Cousins Born a Scramblin’ Man

Image courtesy of Vikings.com

The Minnesota Vikings inked Kirk Cousins during free agency in 2018, an acquisition that was theorized to pair a volume passer with a rugged defense. Minnesota lost to the Philadelphia Eagles in the NFC Championship two months earlier, and Cousins was tapped as the man to catapult the franchise beyond conference championships. So far – no such luck.

Cousins has been effective in an individual regard as his numbers exceed the value he contributed while playing for the Washington Football Team. In Washington, his passer rating was 93.7. As the Vikings quarterback, this rating climbs substantially to 102.9 – a 10% spike. That is noteworthy in football terms.

But the Cousins addition has not propelled the team back to the NFC Championship. Minnesota shocked the New Orleans Saints – almost an annual gig now – last January in the wildcard round of the postseason before concluding their 2019 efforts in San Francisco. The 49ers snuffed out the Vikings, Packers, and nearly the Chiefs in Super Bowl LIV. The loss to the 49ers was the deepest point in a season that Cousins and the Vikings have driven to date. 2020 will not provide a better-reviewed sequel to 2019 unless the Vikings get oddly hot – fast.

On the nuts and bolts of his game, Cousins has rebounded admirably after a shoddy start to the 2020 season. The Vikings collapsed into their bye week with a 1-5 record while Cousins looked like an amateur in spots. Call it an inopportune preseason.

Since Week 8, though, the Vikings have won five out of seven games. And, Cousins has statistically been a Top 3 signal-caller since the season’s midpoint.

To nearly universal approval, the 32-year-old has added (reclaimed?) a scamper to his repertoire. Because Cousins does not often tuck the football and run, a tendency exists to classify him as “immobile” a la Philip Rivers, Matt Ryan, or Tom Brady.
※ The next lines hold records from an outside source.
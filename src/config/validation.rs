//! Configuration validation.
//!
//! # Design Decisions
//! - Returns all validation errors, not just first
//! - Validation is pure function: NfConfig → Result<(), Vec<ValidationError>>
//! - Runs before config is accepted into the system

use std::fmt;
use std::net::IpAddr;

use crate::config::schema::NfConfig;
use crate::models::{AmfId, PlmnId};

/// A single semantic problem in the configuration.
#[derive(Debug, Clone, PartialEq, Eq)]
pub struct ValidationError {
    /// Dotted path of the offending field.
    pub field: String,
    pub message: String,
}

impl ValidationError {
    fn new(field: impl Into<String>, message: impl Into<String>) -> Self {
        Self {
            field: field.into(),
            message: message.into(),
        }
    }
}

impl fmt::Display for ValidationError {
    fn fmt(&self, f: &mut fmt::Formatter<'_>) -> fmt::Result {
        write!(f, "{}: {}", self.field, self.message)
    }
}

pub fn validate_config(config: &NfConfig) -> Result<(), Vec<ValidationError>> {
    let mut errors = Vec::new();
    let configuration = &config.configuration;
    let sbi = &configuration.sbi;

    if sbi.scheme != "http" && sbi.scheme != "https" {
        errors.push(ValidationError::new(
            "configuration.sbi.scheme",
            format!("expected http or https, got '{}'", sbi.scheme),
        ));
    }
    if sbi.port == 0 {
        errors.push(ValidationError::new("configuration.sbi.port", "must be non-zero"));
    }
    check_ip(&mut errors, "configuration.sbi.bindingIPv4", &sbi.binding_ipv4);
    if let Some(register) = &sbi.register_ipv4 {
        check_ip(&mut errors, "configuration.sbi.registerIPv4", register);
    }
    if sbi.max_body_size == 0 {
        errors.push(ValidationError::new("configuration.sbi.maxBodySize", "must be non-zero"));
    }

    for (i, ip) in configuration.ngap_ip_list.iter().enumerate() {
        check_ip(&mut errors, &format!("configuration.ngapIpList[{}]", i), ip);
    }
    if configuration.ngap_max_peers == 0 {
        errors.push(ValidationError::new("configuration.ngapMaxPeers", "must be non-zero"));
    }

    if let Err(e) = url::Url::parse(&configuration.nrf_uri) {
        errors.push(ValidationError::new("configuration.nrfUri", e.to_string()));
    }

    for (i, guami) in configuration.served_guami_list.iter().enumerate() {
        let field = format!("configuration.servedGuamiList[{}]", i);
        check_plmn(&mut errors, &field, &guami.plmn_id);
        if AmfId::parse(&guami.amf_id).is_none() {
            errors.push(ValidationError::new(
                format!("{}.amfId", field),
                format!("expected six hex digits, got '{}'", guami.amf_id),
            ));
        }
    }
    for (i, tai) in configuration.support_tai_list.iter().enumerate() {
        check_plmn(&mut errors, &format!("configuration.supportTaiList[{}]", i), &tai.plmn_id);
    }
    for (i, item) in configuration.plmn_support_list.iter().enumerate() {
        check_plmn(&mut errors, &format!("configuration.plmnSupportList[{}]", i), &item.plmn_id);
    }

    if let Err(e) = configuration.security.integrity_algorithms() {
        errors.push(ValidationError::new("configuration.security.integrityOrder", e.to_string()));
    }
    if let Err(e) = configuration.security.ciphering_algorithms() {
        errors.push(ValidationError::new("configuration.security.cipheringOrder", e.to_string()));
    }

    if config.metrics.enabled && config.metrics.bind_address.parse::<std::net::SocketAddr>().is_err() {
        errors.push(ValidationError::new(
            "metrics.bindAddress",
            format!("invalid socket address '{}'", config.metrics.bind_address),
        ));
    }

    if errors.is_empty() {
        Ok(())
    } else {
        Err(errors)
    }
}

fn check_ip(errors: &mut Vec<ValidationError>, field: &str, value: &str) {
    if value.parse::<IpAddr>().is_err() {
        errors.push(ValidationError::new(field, format!("invalid IP address '{}'", value)));
    }
}

fn check_plmn(errors: &mut Vec<ValidationError>, field: &str, plmn: &PlmnId) {
    if !plmn.is_well_formed() {
        errors.push(ValidationError::new(
            format!("{}.plmnId", field),
            format!("malformed PLMN '{}'", plmn),
        ));
    }
}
Like many talking points pertinent to Cousins, that is false.

Cousins is making a living tucking and running with football – a flashback to his Washington tenure.

Already Double 2019’s Rushing Total

This newfound rushing habit is vivified in his statsheet. Cousins ran the ball for a whopping 63 yards in 2019. That was fewer yards than Matthew Stafford and Andy Dalton — men nowhere near the conversation of “mobile quarterback.” Put simply, Cousins was a statue in the pocket and when he flirted with a scamper, he typically changed his mind.

With offensive coordinator Gary Kubiak in charge, the former Broncos skipper must have whispered sweet nothings to Cousins. His rushing total has risen to 130 yards through 13 games. Of course, that is not stop-the-presses stuff, but it is a 206% increase from last season with three regular-season games left.

The shift in Cousins’ game is noticeable. Perhaps Kubiak signaled a greenlight to Cousins that was nonexistent under Kevin Stefanski last season. On Cousins’ 2019 rushing philosophy, the “why didn’t he do it” is unclear. One thing is certain: Cousins did not take off and run much in his first two Minnesotan seasons. But he’s doing it now.

Moving the Sticks

It is working.

On plays that Cousins probably would have crumbled in the pocket during 2018 or 2019 (or simply tossed the ball incomplete), he is now galloping. His hot feet are causing a firestorm of first downs (comparatively speaking).

In 2018, Cousins tallied 12 rushing first downs. A year later, that dropped to a puny total of eight. For the pandemic season, he’s notched 14 first downs via rush – in 13 games. An onlooker to these first-down jaunts can attest to their importance. These are not tiny quarterback sneaks or garbage time fluff. The plays are crucial, in-the-moment necessities that most Vikings fans did not know Cousins had in his arsenal.

He does – and he must keep it up.

Probably the Best Version of Cousins Imaginable

Scrambling Cousins is the peerless version of the man. He is not slow. He is also not fast, but the Vikings quarterback snuggles right in the middle of the two distinctions. At the NFL combine eight years ago, Cousins ran a 40-yard dash of 4.84. That’s the same mark that Baker Mayfield clocked. It’s also faster than Washington’s Dwayne Haskins.

This era of professional football is undergoing an influx of mobile quarterbacks. The body politic of sports seems to believe that is the only way to habitually win. “We just need a mobile quarterback” is an argument used by critics to subvert Cousins’ future on the Vikings roster. There is no empirical evidence to suggest mobile quarterbacks win more than “old school” ones, but the talking point will persevere nevertheless – probably because tuck-and-run quarterbacks are perceived as exciting.

The Vikings have a junior version of a quasi-mobile quarterback in Cousins – when the gameplay promotes his scrambling acumen. We’re starting to see nibbles of it under Kubiak. It’s probably why, in part, that the 2020 Vikings yards-per-play is the highest of the Zimmer era.